◆ Given data ◆
::::

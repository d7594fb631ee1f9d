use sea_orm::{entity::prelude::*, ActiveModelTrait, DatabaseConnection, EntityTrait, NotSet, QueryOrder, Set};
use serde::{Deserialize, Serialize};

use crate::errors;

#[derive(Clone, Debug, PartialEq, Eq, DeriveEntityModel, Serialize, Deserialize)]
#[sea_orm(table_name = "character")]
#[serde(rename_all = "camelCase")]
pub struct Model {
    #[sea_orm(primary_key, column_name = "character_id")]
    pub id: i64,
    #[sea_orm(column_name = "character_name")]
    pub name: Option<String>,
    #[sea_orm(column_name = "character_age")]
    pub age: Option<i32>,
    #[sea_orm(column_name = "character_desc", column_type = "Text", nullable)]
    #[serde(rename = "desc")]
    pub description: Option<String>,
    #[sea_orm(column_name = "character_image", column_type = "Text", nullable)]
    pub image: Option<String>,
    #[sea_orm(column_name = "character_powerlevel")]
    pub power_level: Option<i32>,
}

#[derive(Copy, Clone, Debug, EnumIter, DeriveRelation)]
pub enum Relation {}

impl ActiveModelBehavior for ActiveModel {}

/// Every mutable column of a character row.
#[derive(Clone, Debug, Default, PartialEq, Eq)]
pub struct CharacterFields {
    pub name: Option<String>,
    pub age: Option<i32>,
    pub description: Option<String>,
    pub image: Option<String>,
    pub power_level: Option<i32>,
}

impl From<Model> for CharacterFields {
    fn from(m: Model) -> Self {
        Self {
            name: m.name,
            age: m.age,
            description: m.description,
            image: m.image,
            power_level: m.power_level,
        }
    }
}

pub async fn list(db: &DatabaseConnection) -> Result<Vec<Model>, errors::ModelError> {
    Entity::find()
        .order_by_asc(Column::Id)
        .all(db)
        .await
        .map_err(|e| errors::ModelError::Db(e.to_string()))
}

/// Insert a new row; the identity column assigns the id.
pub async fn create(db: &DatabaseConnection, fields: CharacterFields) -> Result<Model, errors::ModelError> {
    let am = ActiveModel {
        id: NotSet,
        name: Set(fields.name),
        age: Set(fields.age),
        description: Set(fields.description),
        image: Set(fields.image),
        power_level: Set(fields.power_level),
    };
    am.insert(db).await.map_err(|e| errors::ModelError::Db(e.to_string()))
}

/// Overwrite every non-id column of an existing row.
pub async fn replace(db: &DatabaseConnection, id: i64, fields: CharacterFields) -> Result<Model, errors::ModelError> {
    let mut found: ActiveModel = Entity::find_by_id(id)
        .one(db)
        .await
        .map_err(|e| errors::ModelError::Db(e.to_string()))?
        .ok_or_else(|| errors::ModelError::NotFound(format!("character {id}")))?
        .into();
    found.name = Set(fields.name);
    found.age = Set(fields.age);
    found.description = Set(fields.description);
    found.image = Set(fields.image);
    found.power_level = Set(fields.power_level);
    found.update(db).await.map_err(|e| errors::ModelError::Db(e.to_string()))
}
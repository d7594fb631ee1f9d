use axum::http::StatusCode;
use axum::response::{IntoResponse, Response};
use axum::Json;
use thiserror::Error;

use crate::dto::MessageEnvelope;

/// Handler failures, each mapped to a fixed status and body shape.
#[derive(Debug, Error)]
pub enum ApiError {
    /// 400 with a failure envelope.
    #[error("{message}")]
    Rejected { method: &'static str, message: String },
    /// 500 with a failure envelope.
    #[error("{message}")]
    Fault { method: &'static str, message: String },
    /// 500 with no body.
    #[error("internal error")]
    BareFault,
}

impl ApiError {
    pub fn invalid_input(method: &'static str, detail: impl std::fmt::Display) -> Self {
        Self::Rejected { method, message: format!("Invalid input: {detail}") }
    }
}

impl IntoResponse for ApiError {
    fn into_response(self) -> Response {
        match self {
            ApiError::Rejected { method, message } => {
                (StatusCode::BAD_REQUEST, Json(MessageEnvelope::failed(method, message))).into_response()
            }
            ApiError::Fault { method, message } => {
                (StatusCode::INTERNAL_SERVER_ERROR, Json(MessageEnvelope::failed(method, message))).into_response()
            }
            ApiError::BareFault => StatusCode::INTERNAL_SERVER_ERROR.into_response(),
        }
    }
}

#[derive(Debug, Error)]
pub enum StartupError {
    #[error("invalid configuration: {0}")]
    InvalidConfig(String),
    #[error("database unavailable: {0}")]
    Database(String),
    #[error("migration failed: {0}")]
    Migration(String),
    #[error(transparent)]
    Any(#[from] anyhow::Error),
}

::::

Transcribe each entry precisely, missing none.

repository d7594fb631ee1f9d
use sea_orm::{entity::prelude::*, ActiveModelTrait, DatabaseConnection, EntityTrait, NotSet, QueryOrder, Set};
use serde::{Deserialize, Serialize};

use crate::errors;

#[derive(Clone, Debug, PartialEq, Eq, DeriveEntityModel, Serialize, Deserialize)]
#[sea_orm(table_name = "character")]
#[serde(rename_all = "camelCase")]
pub struct Model {
    #[sea_orm(primary_key, column_name = "character_id")]
    pub id: i64,
    #[sea_orm(column_name = "character_name")]
    pub name: Option<String>,
    #[sea_orm(column_name = "character_age")]
    pub age: Option<i32>,
    #[sea_orm(column_name = "character_desc", column_type = "Text", nullable)]
    #[serde(rename = "desc")]
    pub description: Option<String>,
    #[sea_orm(column_name = "character_image", column_type = "Text", nullable)]
    pub image: Option<String>,
    #[sea_orm(column_name = "character_powerlevel")]
    pub power_level: Option<i32>,
}

#[derive(Copy, Clone, Debug, EnumIter, DeriveRelation)]
pub enum Relation {}

impl ActiveModelBehavior for ActiveModel {}

/// Every mutable column of a character row.
#[derive(Clone, Debug, Default, PartialEq, Eq)]
pub struct CharacterFields {
    pub name: Option<String>,
    pub age: Option<i32>,
    pub description: Option<String>,
    pub image: Option<String>,
    pub power_level: Option<i32>,
}

impl From<Model> for CharacterFields {
    fn from(m: Model) -> Self {
        Self {
            name: m.name,
            age: m.age,
            description: m.description,
            image: m.image,
            power_level: m.power_level,
        }
    }
}

pub async fn list(db: &DatabaseConnection) -> Result<Vec<Model>, errors::ModelError> {
    Entity::find()
        .order_by_asc(Column::Id)
        .all(db)
        .await
        .map_err(|e| errors::ModelError::Db(e.to_string()))
}

/// Insert a new row; the identity column assigns the id.
pub async fn create(db: &DatabaseConnection, fields: CharacterFields) -> Result<Model, errors::ModelError> {
    let am = ActiveModel {
        id: NotSet,
        name: Set(fields.name),
        age: Set(fields.age),
        description: Set(fields.description),
        image: Set(fields.image),
        power_level: Set(fields.power_level),
    };
    am.insert(db).await.map_err(|e| errors::ModelError::Db(e.to_string()))
}

/// Overwrite every non-id column of an existing row.
pub async fn replace(db: &DatabaseConnection, id: i64, fields: CharacterFields) -> Result<Model, errors::ModelError> {
    let mut found: ActiveModel = Entity::find_by_id(id)
        .one(db)
        .await
        .map_err(|e| errors::ModelError::Db(e.to_string()))?
        .ok_or_else(|| errors::ModelError::NotFound(format!("character {id}")))?
        .into();
    found.name = Set(fields.name);
    found.age = Set(fields.age);
    found.description = Set(fields.description);
    found.image = Set(fields.image);
    found.power_level = Set(fields.power_level);
    found.update(db).await.map_err(|e| errors::ModelError::Db(e.to_string()))
}
repository d7594fb631ee1f9d
use axum::http::StatusCode;
use axum::response::{IntoResponse, Response};
use axum::Json;
use thiserror::Error;

use crate::dto::MessageEnvelope;

/// Handler failures, each mapped to a fixed status and body shape.
#[derive(Debug, Error)]
pub enum ApiError {
    /// 400 with a failure envelope.
    #[error("{message}")]
    Rejected { method: &'static str, message: String },
    /// 500 with a failure envelope.
    #[error("{message}")]
    Fault { method: &'static str, message: String },
    /// 500 with no body.
    #[error("internal error")]
    BareFault,
}

impl ApiError {
    pub fn invalid_input(method: &'static str, detail: impl std::fmt::Display) -> Self {
        Self::Rejected { method, message: format!("Invalid input: {detail}") }
    }
}

impl IntoResponse for ApiError {
    fn into_response(self) -> Response {
        match self {
            ApiError::Rejected { method, message } => {
                (StatusCode::BAD_REQUEST, Json(MessageEnvelope::failed(method, message))).into_response()
            }
            ApiError::Fault { method, message } => {
                (StatusCode::INTERNAL_SERVER_ERROR, Json(MessageEnvelope::failed(method, message))).into_response()
            }
            ApiError::BareFault => StatusCode::INTERNAL_SERVER_ERROR.into_response(),
        }
    }
}

#[derive(Debug, Error)]
pub enum StartupError {
    #[error("invalid configuration: {0}")]
    InvalidConfig(String),
    #[error("database unavailable: {0}")]
    Database(String),
    #[error("migration failed: {0}")]
    Migration(String),
    #[error(transparent)]
    Any(#[from] anyhow::Error),
}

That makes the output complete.